Posted by: oj at November 23, 2003 2:32 PMTom:
Divine Right of Kings? How did you get off so easily? The rest of us are direct heirs of Torquemada.
Posted by: Peter B at November 23, 2003 3:20 PMOJ:
By whose definition? What function of civil marriage are gays unable to fulfill?
Posted by: Jeff Guinn at November 23, 2003 8:44 PMEvery States'.
Posted by: oj at November 23, 2003 8:49 PMWhat function, not what definition.
Just before I joined the Air Force, women where not allowed to be pilots.
By definition, not by function.
There is a difference.
Posted by: Jeff Guinn at November 23, 2003 9:24 PMNot generally.
Posted by: oj at November 23, 2003 10:46 PMJeff:
You have reduced marriage to a couple of Chris' living together and dividing tasks unequally. I repeat, what interest does the state have, or should it have, in regulating their relationship? Why can't your average couple of Chris' work this out themselves? Can you answer this one directly?
Your view of marriage rights seems to approximate that of a Hollywood gold digger looking for a sugar daddy.
Posted by: Peter B at November 24, 2003 5:57 AMYou know Jeff, Reflections on the Revolution in France was held in the same esteem by the more romantic politicos and rationalists of the time in much the same way you characterize those who would take a more traditionalist or cautious approach to the wholsale changes to marriage as an institution that you advocate in the name of "progress". The critics of Burke were wrong for tha same reasons that you are wrong. The traditional, organic and practical ways of doing things are sometimes worth preserving for their own sake. The burden of proof is on the advocates for such fundamental change, rather than on those who wish to proceed with care.
Posted by: Tom C., Stamford,Ct. at November 24, 2003 8:51 PMTom:
No one is asking to change your marriage, or any other existing marriage, or change in one iota any future heterosexual marriage. Further, you put advocates in a square corner: you bar them from obtaining the burden of proof you require to allow them to proceed. Further, you assert that traditional ways of doing things are sometimes worth preserving for their own sake.

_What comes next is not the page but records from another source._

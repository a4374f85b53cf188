use core::fmt;

/// Every distinguishable failure mode the engine can report.
///
/// Verification never surfaces these for a mathematically-failed check — a
/// well-formed signature that simply doesn't verify yields `Ok(false)`, not
/// an `Err`. These variants cover shape errors and input-boundary
/// violations only.
#[derive(Debug, Clone, Copy, PartialEq, Eq)]
pub enum Secp256k1Error {
    /// Malformed hex, wrong byte length, or non-minimal/trailing-data DER.
    InvalidEncoding,
    /// Scalar not in `[1, n)`.
    InvalidPrivateKey,
    /// Point is off-curve, has no valid lift, or is the identity where a
    /// finite point was required.
    InvalidPoint,
    /// Signature component out of range, or non-canonical where strictness
    /// was requested.
    InvalidSignature,
    /// A field element input was `>= p`.
    FieldOverflow,
    /// A scalar input was `>= n` where canonical form was required.
    ScalarOverflow,
    /// The identity (point at infinity) was encountered where a finite
    /// point is required, typically during serialization.
    PointAtInfinity,
    /// The CSPRNG collaborator could not produce a valid scalar, or
    /// `hash_to_private_key` exhausted its input without landing in range.
    EntropyFailure,
}

impl fmt::Display for Secp256k1Error {
    fn fmt(&self, f: &mut fmt::Formatter<'_>) -> fmt::Result {
        let msg = match self {
            Self::InvalidEncoding => "invalid encoding",
            Self::InvalidPrivateKey => "private key not in [1, n)",
            Self::InvalidPoint => "invalid or off-curve point",
            Self::InvalidSignature => "malformed or non-canonical signature",
            Self::FieldOverflow => "field element >= p",
            Self::ScalarOverflow => "scalar >= n",
            Self::PointAtInfinity => "point at infinity where a finite point was required",
            Self::EntropyFailure => "entropy source failed to produce a valid value",
        };
        f.write_str(msg)
    }
}

impl std::error::Error for Secp256k1Error {}
//! Field arithmetic over `p = 2^256 - 2^32 - 977`, the prime secp256k1 is
//! defined over.

use crate::errors::Secp256k1Error;
use crate::limbs::{
    self, add_limbs, conditional_select, ge, limbs_from_bytes_be, limbs_to_bytes_be, mul_wide,
    reduce_wide_limbs, sub_limbs, Limbs,
};
use subtle::{Choice, ConditionallySelectable, ConstantTimeEq};

/// An element of the secp256k1 base field, always held canonical (`< P`).
#[derive(Clone, Copy, Debug)]
pub struct Fp(Limbs);

impl Fp {
    pub const ZERO: Fp = Fp([0, 0, 0, 0]);
    pub const ONE: Fp = Fp([1, 0, 0, 0]);
    /// The curve's `b` coefficient (`a = 0`, `b = 7`).
    pub const B: Fp = Fp([7, 0, 0, 0]);

    const MODULUS: Limbs = [
        0xfffffffefffffc2f,
        0xffffffffffffffff,
        0xffffffffffffffff,
        0xffffffffffffffff,
    ];

    /// `(p + 1) / 4`, used by the `p ≡ 3 (mod 4)` square-root shortcut.
    const SQRT_EXP: Limbs = [
        0xffffffffbfffff0c,
        0xffffffffffffffff,
        0xffffffffffffffff,
        0x3fffffffffffffff,
    ];

    /// `p - 2`, the Fermat's-little-theorem inversion exponent.
    const INV_EXP: Limbs = [
        0xfffffffefffffc2d,
        0xffffffffffffffff,
        0xffffffffffffffff,
        0xffffffffffffffff,
    ];

    pub fn from_bytes_be(bytes: &[u8; 32]) -> Result<Self, Secp256k1Error> {
        let limbs = limbs_from_bytes_be(bytes);
        if ge(&limbs, &Self::MODULUS).into() {
            return Err(Secp256k1Error::FieldOverflow);
        }
        Ok(Fp(limbs))
    }

    pub fn to_bytes_be(&self) -> [u8; 32] {
        limbs_to_bytes_be(&self.0)
    }

    pub fn is_zero(&self) -> Choice {
        limbs::is_zero(&self.0)
    }

    /// True iff the canonical representative is odd (used for SEC1/BIP340
    /// parity).
    pub fn is_odd(&self) -> Choice {
        Choice::from((self.0[0] & 1) as u8)
    }

    pub fn add(&self, rhs: &Self) -> Self {
        let (sum, carry) = add_limbs(&self.0, &rhs.0);
        // a, b < p so a + b < 2p < 2^257; a single conditional subtraction
        // of p suffices, using `carry` to detect the rare case the 256-bit
        // add itself overflowed.
        let (reduced, borrow) = sub_limbs(&sum, &Self::MODULUS);
        let need_sub = Choice::from((carry != 0) as u8) | Choice::from((borrow == 0) as u8);
        Fp(conditional_select(&sum, &reduced, need_sub))
    }

    pub fn sub(&self, rhs: &Self) -> Self {
        let (diff, borrow) = sub_limbs(&self.0, &rhs.0);
        let (corrected, _) = add_limbs(&diff, &Self::MODULUS);
        Fp(conditional_select(&diff, &corrected, Choice::from(borrow as u8)))
    }

    pub fn neg(&self) -> Self {
        Self::ZERO.sub(self)
    }

    pub fn mul(&self, rhs: &Self) -> Self {
        let wide = mul_wide(&self.0, &rhs.0);
        Fp(reduce_wide_limbs(&wide, &Self::MODULUS))
    }

    pub fn sqr(&self) -> Self {
        self.mul(self)
    }

    fn pow(&self, exponent: &Limbs) -> Self {
        let mut result = Self::ONE;
        for limb_idx in (0..4).rev() {
            let limb = exponent[limb_idx];
            for bit_idx in (0..64).rev() {
                result = result.sqr();
                let bit = (limb >> bit_idx) & 1;
                let multiplied = result.mul(self);
                result = Fp(conditional_select(&result.0, &multiplied.0, Choice::from(bit as u8)));
            }
        }
        result
    }

    /// Modular inverse via Fermat's little theorem (`x^(p-2) mod p`).
    /// Constant-time square-and-multiply; `inv(0) == 0`, which callers that
    /// need to distinguish the identity case should guard against with
    /// [`Fp::is_zero`] before calling.
    pub fn invert(&self) -> Result<Self, Secp256k1Error> {
        if bool::from(self.is_zero()) {
            return Err(Secp256k1Error::InvalidPoint);
        }
        Ok(self.pow(&Self::INV_EXP))
    }

    /// `sqrt(x)` using the `p ≡ 3 (mod 4)` shortcut: `r = x^((p+1)/4)`.
    /// Returns `None` if `x` is a quadratic non-residue.
    pub fn sqrt(&self) -> Option<Self> {
        let candidate = self.pow(&Self::SQRT_EXP);
        if bool::from(candidate.sqr().ct_eq_value(self)) {
            Some(candidate)
        } else {
            None
        }
    }

    pub(crate) fn eq_choice(&self, other: &Self) -> Choice {
        self.ct_eq_value(other)
    }

    fn ct_eq_value(&self, other: &Self) -> Choice {
        let mut eq = Choice::from(1u8);
        for i in 0..4 {
            eq &= self.0[i].ct_eq(&other.0[i]);
        }
        eq
    }

    /// `x^3 + 7 mod p`, the right-hand side of the curve equation.
    pub fn curve_rhs(x: &Self) -> Self {
        x.sqr().mul(x).add(&Self::B)
    }
}

impl PartialEq for Fp {
    fn eq(&self, other: &Self) -> bool {
        self.ct_eq_value(other).into()
    }
}
impl Eq for Fp {}

impl ConditionallySelectable for Fp {
    fn conditional_select(a: &Self, b: &Self, choice: Choice) -> Self {
        Fp(conditional_select(&a.0, &b.0, choice))
    }
}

Not always, just sometimes. Which times? How do you know?
Like it or not, civil marriage is not a religious institution. Should you choose to invoke religious precepts upon it, then you have utterly no room to deny religiously proclaimed polygamy.
Peter:
I don't know. You tell me, you are the lawyer. The fact is that the state takes an interest in enforcing marital property rights--which is different from regulating the relationship. I'll bet the original reason for that was to protect the welfare of the mother and children.
But not anymore.
The motivation--gold digger--of someone seeking marriage has nothing to do with marriage rights.